Whoever does not love does not know God, because God is love. This is how God showed his love among us: He sent his one and only Son into the world that we might live through him. This is love: not that we loved God, but that he loved us and sent his Son as an atoning sacrifice for our sins. Dear friends, since God so loved us, we also ought to love one another. No one has ever seen God; but if we love one another, God lives in us and his love is made complete in us…

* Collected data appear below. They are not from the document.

//! This is an adaptation of Sally Floyd's High Speed TCP (RFC 3649) congestion control to the
//!  receive window. See https://www.icir.org/floyd/hstcp.html
//!
//! The idea is to use AIMD with 'adaptive' increments / decrement factors, adding a bigger
//!  amount and decreasing by a smaller factor the larger cwnd is. cwnd is counted in MTU sized
//!  frames, and the advertised window is `cwnd * mtu`, capped at the image's maximum window.
//!
//! On the receive side there are no ACKs. A rebuild tick that advanced without loss plays the
//!  role of an ACK, and a newly detected gap plays the role of a loss event. Both are applied
//!  at most once per smoothed RTT, which is measured with RTT measurement frames.

use std::cmp::{max, min};
use std::net::SocketAddr;
use std::sync::atomic::{AtomicI64, AtomicU64, Ordering};
use std::time::Duration;
use tracing::{debug, trace};
use crate::clock::nanos;
use crate::congestion_control::{CongestionControl, CongestionOutcome, RebuildSample};
use crate::safe_converter::PrecheckedCast;

/// From AIMD tables in RFC 3649 appendix B, with fixed-point MD scaled at << 8
/// (implementation idea from John Heffner's Linux kernel implementation).
///
/// The first value of the pair is the cwnd value up to which the entry applies. The index in the
///  list plus 1 is the additive increment (AI). The second value of the pair is the variable
///  part `b` for the multiplicative decrease  w <- w * (1 - b(w)), fixed-point encoded.
const AIMD_VALUES: [(u32, u32); 73] = [
    (     38,  128, /*  0.50 */ ),
    (    118,  112, /*  0.44 */ ),
    (    221,  104, /*  0.41 */ ),
    (    347,   98, /*  0.38 */ ),
    (    495,   93, /*  0.37 */ ),
    (    663,   89, /*  0.35 */ ),
    (    851,   86, /*  0.34 */ ),
    (   1058,   83, /*  0.33 */ ),
    (   1284,   81, /*  0.32 */ ),
    (   1529,   78, /*  0.31 */ ),
    (   1793,   76, /*  0.30 */ ),
    (   2076,   74, /*  0.29 */ ),
    (   2378,   72, /*  0.28 */ ),
    (   2699,   71, /*  0.28 */ ),
    (   3039,   69, /*  0.27 */ ),
    (   3399,   68, /*  0.27 */ ),
    (   3778,   66, /*  0.26 */ ),
    (   4177,   65, /*  0.26 */ ),
    (   4596,   64, /*  0.25 */ ),
    (   5036,   62, /*  0.25 */ ),
    (   5497,   61, /*  0.24 */ ),
    (   5979,   60, /*  0.24 */ ),
    (   6483,   59, /*  0.23 */ ),
    (   7009,   58, /*  0.23 */ ),
    (   7558,   57, /*  0.22 */ ),
    (   8130,   56, /*  0.22 */ ),
    (   8726,   55, /*  0.22 */ ),
    (   9346,   54, /*  0.21 */ ),
    (   9991,   53, /*  0.21 */ ),
    (  10661,   52, /*  0.21 */ ),
    (  11358,   52, /*  0.20 */ ),
    (  12082,   51, /*  0.20 */ ),
    (  12834,   50, /*  0.20 */ ),
    (  13614,   49, /*  0.19 */ ),
    (  14424,   48, /*  0.19 */ ),
    (  15265,   48, /*  0.19 */ ),
    (  16137,   47, /*  0.19 */ ),
    (  17042,   46, /*  0.18 */ ),
    (  17981,   45, /*  0.18 */ ),
    (  18955,   45, /*  0.18 */ ),
    (  19965,   44, /*  0.17 */ ),
    (  21013,   43, /*  0.17 */ ),
    (  22101,   43, /*  0.17 */ ),
    (  23230,   42, /*  0.17 */ ),
    (  24402,   41, /*  0.16 */ ),
    (  25618,   41, /*  0.16 */ ),
    (  26881,   40, /*  0.16 */ ),
    (  28193,   39, /*  0.16 */ ),
    (  29557,   39, /*  0.15 */ ),
    (  30975,   38, /*  0.15 */ ),
    (  32450,   38, /*  0.15 */ ),
    (  33986,   37, /*  0.15 */ ),
    (  35586,   36, /*  0.14 */ ),
    (  37253,   36, /*  0.14 */ ),
    (  38992,   35, /*  0.14 */ ),
    (  40808,   35, /*  0.14 */ ),
    (  42707,   34, /*  0.13 */ ),
    (  44694,   33, /*  0.13 */ ),
    (  46776,   33, /*  0.13 */ ),
    (  48961,   32, /*  0.13 */ ),
    (  51258,   32, /*  0.13 */ ),
    (  53677,   31, /*  0.12 */ ),
    (  56230,   30, /*  0.12 */ ),
    (  58932,   30, /*  0.12 */ ),
    (  61799,   29, /*  0.12 */ ),
    (  64851,   28, /*  0.11 */ ),
    (  68113,   28, /*  0.11 */ ),
    (  71617,   27, /*  0.11 */ ),
    (  75401,   26, /*  0.10 */ ),
    (  79517,   26, /*  0.10 */ ),
    (  84035,   25, /*  0.10 */ ),
    (  89053,   24, /*  0.10 */ ),
    ( u32::MAX, 23, /*  0.09 */ ),
];

/// The AIMD state proper. It is a plain value so the strategy can keep it in a single atomic
///  word; the AIMD table index is derived from cwnd rather than stored.
#[derive(Debug, Clone, Copy, Eq, PartialEq)]
struct HsWindow {
    cwnd: u32,
    cwnd_cnt: u32,
}

impl HsWindow {
    fn initial(cwnd_limit: u32) -> HsWindow {
        assert!(cwnd_limit >= 2);

        const START_CWND: u32 = 100;

        let cwnd = if cwnd_limit <= AIMD_VALUES[0].0 {
            cwnd_limit
        }
        else {
            min(cwnd_limit, START_CWND)
        };

        HsWindow { cwnd, cwnd_cnt: 0 }
    }

    fn from_bits(bits: u64) -> HsWindow {
        HsWindow {
            cwnd: (bits >> 32) as u32,
            cwnd_cnt: bits as u32,
        }
    }

    fn to_bits(self) -> u64 {
        (u64::from(self.cwnd) << 32) | u64::from(self.cwnd_cnt)
    }

    fn ai(&self) -> usize {
        AIMD_VALUES.iter()
            .position(|&(upper, _)| self.cwnd <= upper)
            .unwrap_or(AIMD_VALUES.len() - 1)
    }

    fn is_slow_start(&self) -> bool {
        self.cwnd <= AIMD_VALUES[0].0
    }

    /// `frames_in_flight` is the number of MTU sized frames between the consumption position
    ///  and the high-water mark, i.e. how much of the window the sender actually uses
    fn on_ack(&mut self, cwnd_limit: u32, frames_in_flight: u32) {
        if self.cwnd >= cwnd_limit {
            return;
        }

        if self.is_slow_start() {
            // in slow start, half the window being in use is enough reason to grow it
            if self.cwnd > 2*frames_in_flight {
                trace!("slow start - less than cwnd/2 frames in flight -> no adjustment");
                return;
            }
            self.cwnd += 1;
        }
        else {
            // in the spirit of RFC 2861, a window that is not used fully says nothing about
            //  available bandwidth
            if self.cwnd > frames_in_flight {
                trace!("congestion avoidance - less than cwnd frames in flight -> no adjustment");
                return;
            }

            let increment: u32 = (self.ai() + 1).prechecked_cast();
            self.cwnd_cnt += increment;
            while self.cwnd_cnt >= self.cwnd {
                self.cwnd_cnt -= self.cwnd;
                self.cwnd += 1;
            }
        }

        self.cwnd = min(self.cwnd, cwnd_limit);
    }

    fn on_loss(&mut self) {
        let b = AIMD_VALUES[self.ai()].1;
        let capped_product = self.cwnd.checked_mul(b)
            .unwrap_or(u32::MAX);

        self.cwnd = max(2, self.cwnd - (capped_product >> 8));
        // a leftover counter could let cwnd jump right back up
        self.cwnd_cnt = 0;
    }
}

pub struct HsCongestionControl {
    mtu_length: i32,
    max_window_length: i32,
    cwnd_limit: u32,
    rttm_interval_ns: i64,

    window: AtomicU64,
    smoothed_rtt_ns: AtomicI64,
    last_rttm_sent_ns: AtomicI64,
    last_adjustment_ns: AtomicI64,
}

impl HsCongestionControl {
    pub fn new(max_window_length: i32, mtu_length: i32, rttm_interval: Duration) -> HsCongestionControl {
        let cwnd_limit: u32 = max(2, max_window_length / mtu_length.max(1)).prechecked_cast();

        HsCongestionControl {
            mtu_length,
            max_window_length,
            cwnd_limit,
            rttm_interval_ns: nanos(rttm_interval),
            window: AtomicU64::new(HsWindow::initial(cwnd_limit).to_bits()),
            smoothed_rtt_ns: AtomicI64::new(0),
            last_rttm_sent_ns: AtomicI64::new(i64::MIN),
            last_adjustment_ns: AtomicI64::new(i64::MIN),
        }
    }

    pub fn cwnd(&self) -> u32 {
        HsWindow::from_bits(self.window.load(Ordering::Acquire)).cwnd
    }

    pub fn smoothed_rtt_ns(&self) -> i64 {
        self.smoothed_rtt_ns.load(Ordering::Acquire)
    }

    fn window_length_for(&self, cwnd: u32) -> i32 {
        let cwnd: i64 = cwnd.into();
        min(cwnd * i64::from(self.mtu_length), i64::from(self.max_window_length)).prechecked_cast()
    }
}

impl CongestionControl for HsCongestionControl {
    fn initial_window_length(&self) -> i32 {
        self.window_length_for(self.cwnd())
    }

    fn max_window_length(&self) -> i32 {
        self.max_window_length
    }

    fn should_measure_rtt(&self, now_ns: i64) -> bool {
        now_ns.saturating_sub(self.last_rttm_sent_ns.load(Ordering::Acquire)) >= self.rttm_interval_ns
    }

    fn on_rttm_sent(&self, now_ns: i64) {
        self.last_rttm_sent_ns.store(now_ns, Ordering::Release);
    }

    fn on_rttm(&self, _now_ns: i64, rtt_ns: i64, source: SocketAddr) {
        let previous = self.smoothed_rtt_ns.load(Ordering::Acquire);
        let smoothed = if previous == 0 {
            rtt_ns
        }
        else {
            previous - (previous >> 3) + (rtt_ns >> 3)
        };
        trace!("RTT sample from {}: {}ns, smoothed {}ns", source, rtt_ns, smoothed);
        self.smoothed_rtt_ns.store(smoothed, Ordering::Release);
    }

    fn on_track_rebuild(&self, sample: &RebuildSample) -> CongestionOutcome {
        let previous = HsWindow::from_bits(self.window.load(Ordering::Acquire));
        let mut window = previous;

        let last_adjustment_ns = self.last_adjustment_ns.load(Ordering::Relaxed);
        if sample.now_ns.saturating_sub(last_adjustment_ns) >= self.smoothed_rtt_ns() {
            if sample.loss_occurred {
                window.on_loss();
                debug!("loss -> adjusting cwnd downwards to {}", window.cwnd);
            }
            else {
                let in_flight = (sample.hwm_position - sample.consumption_position).max(0);
                let frames_in_flight = (in_flight + i64::from(self.mtu_length) - 1) / i64::from(self.mtu_length);
                window.on_ack(self.cwnd_limit, frames_in_flight.min(i64::from(u32::MAX)).prechecked_cast());
            }
            self.last_adjustment_ns.store(sample.now_ns, Ordering::Relaxed);
        }

        if window != previous {
            self.window.store(window.to_bits(), Ordering::Release);
        }

        let window_length = self.window_length_for(window.cwnd);
        if window_length != sample.window_length {
            debug!("receive window {} -> {}", sample.window_length, window_length);
        }
        CongestionOutcome {
            window_length,
            force_status_message: window_length != sample.window_length,
        }
    }
}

… There is no fear in love. But perfect love drives out fear, because fear has to do with punishment. The one who fears is not made perfect in love.
–1 John 4:8-12, 18
The fears we have because of the trauma, is not something that God ever intended for man to live with. Sadly, because of the fallen world we are living in, many face battles in their mind but Gods love is a big part of the cure. Victims of PTSD need our love to get them through these very rough times. It is through love that they will know that they are safe and that they are no longer in the position that caused the stress. I know it may be hard to love those who are struggling because they are unpredictable, on edge, or withdrawn—however God can and will give you wisdom on how to minister to them.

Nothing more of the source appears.